Rat neostriatal slices were superfused with medium containing 0.1 to 30 μM of the dopamine (DA)-releasing agent D-(+)-amphetamine (AMPH) and the D-2 DA receptor antagonist (-)-sulpiride (10 μM) in the absence or presence of mu-, delta-, and kappa-selective opioids. AMPH dose-dependently enhanced the cyclic AMP production, as measured by its efflux from striatal slices, whereas simultaneous blockade of D-2 DA receptors by (-)-sulpiride strongly potentiated this effect. Both the mu-opioid receptor selective agonist [D-Ala²,MePhe⁴,Gly-ol⁵]enkephalin (0.01-3 μM) and the delta-opioid receptor selective agonist [D-Phe²-D-Pen⁵]enkephalin (DPDPE, 0.01-3 μM) inhibited the cyclic AMP efflux, stimulated by 10 μM AMPH in the presence of (-)-sulpiride, by 70 to 80%. The highly selective kappa-opioid receptor agonist U 50,488 {trans-3,4-dichloro-N-methyl-N-[2-(1-pyrrolidinyl)-cyclohexyl]benzen acetamide methanesulfonate hydrate} (0.01-1 μM) had no effect. In contrast, the purposed kappa-opioid receptor agonist bremazocine (3-300 nM) inhibited the stimulated adenylate cyclase activity to a similar extent as did [D-Ala²-MePhe⁴,Gly-ol⁵]enkephalin and DPDPE. Moroever, the selective irreversible delta-antagonist fentanyl isothiocyanate reversed both the inhibition caused by DPDPE and that caused by bremazocine, whereas the kappa-selective antagonist norbinaltorphimine showed no differences in its potency to antagonize the inhibitory effects of the different opioid agonists.
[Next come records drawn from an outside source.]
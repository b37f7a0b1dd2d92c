//! Client configuration.
//!
//! A `ClientConfig` is built once and shared read-only by every call made
//! through a `Client`. `Default` gives a usable fallback (no token, default
//! endpoint); `from_env` picks values up from the process environment.

use std::env;
use std::fmt;
use std::sync::Arc;
use std::time::Duration;

use crate::error::{Error, Result};
use crate::retry::{RetryPolicy, SystemTimer, Timer};

pub const DEFAULT_BASE_URL: &str = "https://api.turbopuffer.com";

pub const ENV_API_TOKEN: &str = "TPUF_API_TOKEN";
pub const ENV_BASE_URL: &str = "TPUF_BASE_URL";
pub const ENV_MAX_RETRIES: &str = "TPUF_MAX_RETRIES";

#[derive(Clone)]
pub struct ClientConfig {
    pub base_url: String,
    pub api_token: String,
    pub retry: RetryPolicy,
    /// Gzip request bodies and ask for gzip responses.
    pub gzip: bool,
    /// Upper bound for a single attempt, on top of any call deadline.
    pub request_timeout: Option<Duration>,
    pub user_agent: String,
    pub timer: Arc<dyn Timer>,
}

impl Default for ClientConfig {
    fn default() -> Self {
        Self {
            base_url: DEFAULT_BASE_URL.to_string(),
            api_token: String::new(),
            retry: RetryPolicy::default(),
            gzip: false,
            request_timeout: None,
            user_agent: format!("tpuf-rust/{}", env!("CARGO_PKG_VERSION")),
            timer: Arc::new(SystemTimer),
        }
    }
}

impl fmt::Debug for ClientConfig {
    fn fmt(&self, f: &mut fmt::Formatter<'_>) -> fmt::Result {
        f.debug_struct("ClientConfig")
            .field("base_url", &self.base_url)
            .field("api_token", &"<redacted>")
            .field("retry", &self.retry)
            .field("gzip", &self.gzip)
            .field("request_timeout", &self.request_timeout)
            .field("user_agent", &self.user_agent)
            .field("timer", &self.timer)
            .finish()
    }
}

impl ClientConfig {
    pub fn new(api_token: impl Into<String>) -> Self {
        Self {
            api_token: api_token.into(),
            ..Self::default()
        }
    }

    /// Read `TPUF_API_TOKEN` (required), `TPUF_BASE_URL` and
    /// `TPUF_MAX_RETRIES` (`0` disables retries).
    pub fn from_env() -> Result<Self> {
        Self::from_lookup(|key| env::var(key).ok())
    }

    fn from_lookup(lookup: impl Fn(&str) -> Option<String>) -> Result<Self> {
        let api_token = lookup(ENV_API_TOKEN)
            .filter(|t| !t.trim().is_empty())
            .ok_or_else(|| Error::Validation(format!("{ENV_API_TOKEN} is not set")))?;

        let mut config = Self::new(api_token);
        if let Some(base_url) = lookup(ENV_BASE_URL).filter(|u| !u.trim().is_empty()) {
            config.base_url = base_url;
        }
        if let Some(raw) = lookup(ENV_MAX_RETRIES) {
            let max_retries = raw.trim().parse::<u32>().map_err(|e| {
                Error::Validation(format!("{ENV_MAX_RETRIES}={raw:?} is not a retry count: {e}"))
            })?;
            config.retry.max_retries = max_retries;
        }
        Ok(config)
    }

    pub fn with_base_url(mut self, base_url: impl Into<String>) -> Self {
        self.base_url = base_url.into();
        self
    }

    pub fn with_max_retries(mut self, max_retries: u32) -> Self {
        self.retry.max_retries = max_retries;
        self
    }

    pub fn with_retry_disabled(mut self) -> Self {
        self.retry.max_retries = 0;
        self
    }

    pub fn with_retry_policy(mut self, retry: RetryPolicy) -> Self {
        self.retry = retry;
        self
    }

    pub fn with_gzip(mut self, gzip: bool) -> Self {
        self.gzip = gzip;
        self
    }

    pub fn with_request_timeout(mut self, timeout: Duration) -> Self {
        self.request_timeout = Some(timeout);
        self
    }

    pub fn with_user_agent(mut self, user_agent: impl Into<String>) -> Self {
        self.user_agent = user_agent.into();
        self
    }

    pub fn with_timer(mut self, timer: Arc<dyn Timer>) -> Self {
        self.timer = timer;
        self
    }
}
pub mod transaction_table;

pub use transaction_table::TransactionTable;
use yew::prelude::*;

mod components;
mod hooks;
mod services;

use components::{Dashboard, Header};
use services::api::ApiClient;
use services::config::AppConfig;
use services::logging::Logger;

#[derive(Properties, PartialEq)]
struct AppProps {
    config: AppConfig,
}

#[function_component(App)]
fn app(props: &AppProps) -> Html {
    let api_client = use_memo(props.config.api_base_url.clone(), |base_url| {
        ApiClient::with_base_url(base_url.clone())
    });

    html! {
        <>
            <Header title="GoFinances" />
            <Dashboard api_client={(*api_client).clone()} />
        </>
    }
}

fn main() {
    let config = AppConfig::from_build_env();
    Logger::init(config.log_level);
    Logger::info_with_component("app", &format!("Starting dashboard against {}", config.api_base_url));

    yew::Renderer::<App>::with_props(AppProps { config }).render();
}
The results indicate that opioids, by activating mu- or delta-, but not kappa-opioid receptors may cause a profound inhibition of adenylate cyclase activity stimulated by activation of (postsynaptic) D-1 DA receptors upon the (presynaptic) release of DA. Furthermore, the purportedly selective kappa-opioid agonist bremazocine appears to display potent agonist activity at the delta-opioid receptors coupled to DA-sensitive adenylate cyclase, whereas previous studies have shown that it does not activate the delta-receptors mediating inhibition of striatal acetylcholine release.